Los bioingenieros tomarán el cuerpo antiguo de un sapiens y
reescribirán intencionalmente su código genético, reconectarán sus circuitos
cerebrales, alterarán su equilibrio bioquímico e incluso harán crecer miembros
completamente nuevos. La ingeniería cyborg irá un paso más allá, fusionando el
cuerpo orgánico con dispositivos no orgánicos como manos biónicas, ojos
artificiales o millones de nanorobots que navegarán por nuestro torrente
sanguíneo, diagnosticarán problemas y repararán daños. Un enfoque más audaz
prescinde por completo de las partes orgánicas y espera diseñar seres
completamente no orgánicos.
Harari es “el pensador más importante del mundo”,
asegura Le Point con motivo de la promoción de su nuevo
libro 21 lecciones para el siglo XXI. El Sócrates de la
posmodernidad, un israelí gay y, por tanto, un genio por partida doble. Klaus
Schwab lo ha convertido en su mentor y
Macron ha sido ungido con su aceite para el cerebro.
Si el ser humano es el resultado de un proceso evolutivo
ciego y aleatorio (errores accidentales en la duplicación de moléculas
químicas), ¿por qué el hombre, dotado ahora de un cerebro poderoso, no debería
ponerlo en práctica y tomar en sus manos su propia evolución? ¡Sin duda podemos
hacerlo mejor que por pura casualidad! Esta lógica es sencilla y difícil de
refutar. Aún más obvia es la consecuencia moral del darwinismo: no hay otra ley
moral que la del más fuerte.
La mayoría de los occidentales, aunque han recibido una
educación en el catecismo darwiniano desde la escuela primaria, se horrorizan
ante esta conclusión, porque su conciencia moral se lo impide. Están
convencidos racionalmente de que el darwinismo es una ley natural tan
firmemente establecida como el heliocentrismo, pero aún quieren creer que la
ley natural y la ley moral son dos órdenes de cosas independientes. Se
considera que Darwin tiene razón cuando explica que las razas humanas son el
resultado de la selección natural, pero se le condena como moralmente
incorrecto cuando extrae las siguientes conclusiones en El origen del
hombre:
Nosotros, los hombres
civilizados hacemos todo lo posible para frenar el proceso de eliminación;
construimos asilos para los imbéciles, los lisiados y los enfermos; instituimos
leyes para los pobres; y nuestros médicos ejercen su máxima habilidad para
salvar la vida de todos hasta el último momento. De este modo, los miembros
débiles de las sociedades civilizadas propagan su especie.

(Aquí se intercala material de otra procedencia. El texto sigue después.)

// SPDX-License-Identifier: AGPL-3.0-or-later
//
// Copyright (C) 2026 Relational Network

use std::path::PathBuf;
use std::sync::Arc;

use crate::auth::AuthService;
use crate::blockchain::TransactionOrchestrator;
use crate::ipfs::IpfsClient;

/// Where received uploads are staged before they go to IPFS.
#[derive(Debug, Clone)]
pub struct UploadSettings {
    pub dir: PathBuf,
    pub max_bytes: usize,
}

#[derive(Clone)]
pub struct AppState {
    pub auth: Arc<AuthService>,
    pub orchestrator: Arc<TransactionOrchestrator>,
    pub ipfs: Arc<IpfsClient>,
    pub uploads: UploadSettings,
}

impl AppState {
    pub fn new(
        auth: AuthService,
        orchestrator: TransactionOrchestrator,
        ipfs: IpfsClient,
        uploads: UploadSettings,
    ) -> Self {
        Self {
            auth: Arc::new(auth),
            orchestrator: Arc::new(orchestrator),
            ipfs: Arc::new(ipfs),
            uploads,
        }
    }
}
// SPDX-License-Identifier: AGPL-3.0-or-later
//
// Copyright (C) 2026 Relational Network

//! CID Anchor - authenticated IPFS and smart contract broker
//!
//! Registers and authenticates users, pushes uploads to an IPFS node and
//! anchors the resulting content identifiers in a pre-deployed storage
//! contract signed by one service account.
//!
//! ## Modules
//!
//! - `api` - HTTP API handlers (Axum)
//! - `auth` - Accounts, password hashing and bearer tokens
//! - `blockchain` - Contract client, transaction orchestration, metadata decoding
//! - `ipfs` - IPFS HTTP API bridge
//! - `storage` - Credential store (redb)

pub mod api;
pub mod auth;
pub mod blockchain;
pub mod config;
pub mod error;
pub mod ipfs;
pub mod logging;
pub mod state;
pub mod storage;
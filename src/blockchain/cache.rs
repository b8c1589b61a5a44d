// SPDX-License-Identifier: AGPL-3.0-or-later
//
// Copyright (C) 2026 Relational Network

//! LRU cache for confirmed transaction statuses.
//!
//! A mined receipt never changes, so repeated status polls for the same hash
//! are answered without another node round trip. Pending results are never
//! stored.

use std::num::NonZeroUsize;
use std::sync::Mutex;
use std::time::{Duration, Instant};

use lru::LruCache;

use super::orchestrator::{TransactionState, TransactionStatus};

/// Default number of receipts kept.
pub const DEFAULT_CAPACITY: usize = 1024;

/// Default time-to-live for a cached receipt.
pub const DEFAULT_TTL: Duration = Duration::from_secs(600);

struct CacheEntry {
    status: TransactionStatus,
    inserted_at: Instant,
}

pub struct ReceiptCache {
    cache: Mutex<LruCache<String, CacheEntry>>,
    ttl: Duration,
}

impl ReceiptCache {
    /// Create a new cache with the given capacity and TTL.
    pub fn new(capacity: usize, ttl: Duration) -> Self {
        Self {
            cache: Mutex::new(LruCache::new(
                NonZeroUsize::new(capacity).unwrap_or(NonZeroUsize::MIN),
            )),
            ttl,
        }
    }

    /// Cached status for a hash, `None` if absent or expired.
    pub fn get(&self, tx_hash: &str) -> Option<TransactionStatus> {
        let key = tx_hash.to_lowercase();
        let mut cache = self.cache.lock().ok()?;
        if let Some(entry) = cache.get(&key) {
            if entry.inserted_at.elapsed() < self.ttl {
                return Some(entry.status.clone());
            }
            cache.pop(&key);
        }
        None
    }

    /// Store a confirmed status. Pending statuses are ignored.
    pub fn put(&self, tx_hash: &str, status: &TransactionStatus) {
        if status.status != TransactionState::Confirmed {
            return;
        }
        if let Ok(mut cache) = self.cache.lock() {
            cache.put(
                tx_hash.to_lowercase(),
                CacheEntry {
                    status: status.clone(),
                    inserted_at: Instant::now(),
                },
            );
        }
    }

    pub fn len(&self) -> usize {
        self.cache.lock().map(|c| c.len()).unwrap_or(0)
    }

    pub fn is_empty(&self) -> bool {
        self.len() == 0
    }
}

impl Default for ReceiptCache {
    fn default() -> Self {
        Self::new(DEFAULT_CAPACITY, DEFAULT_TTL)
    }
}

En algún momento futuro, no muy lejano si lo medimos en
siglos, las razas civilizadas del hombre casi con certeza exterminarán y
reemplazarán a las razas salvajes en todo el mundo.
En resumen, la gente buena piensa que el darwinismo es
verdadero y, por lo tanto, bueno, pero que sus aplicaciones sociales o
políticas son malas y, por lo tanto, erróneas. Hay que ser darwiniano, pero no
comportarse como un darwinista. ¡Qué religión!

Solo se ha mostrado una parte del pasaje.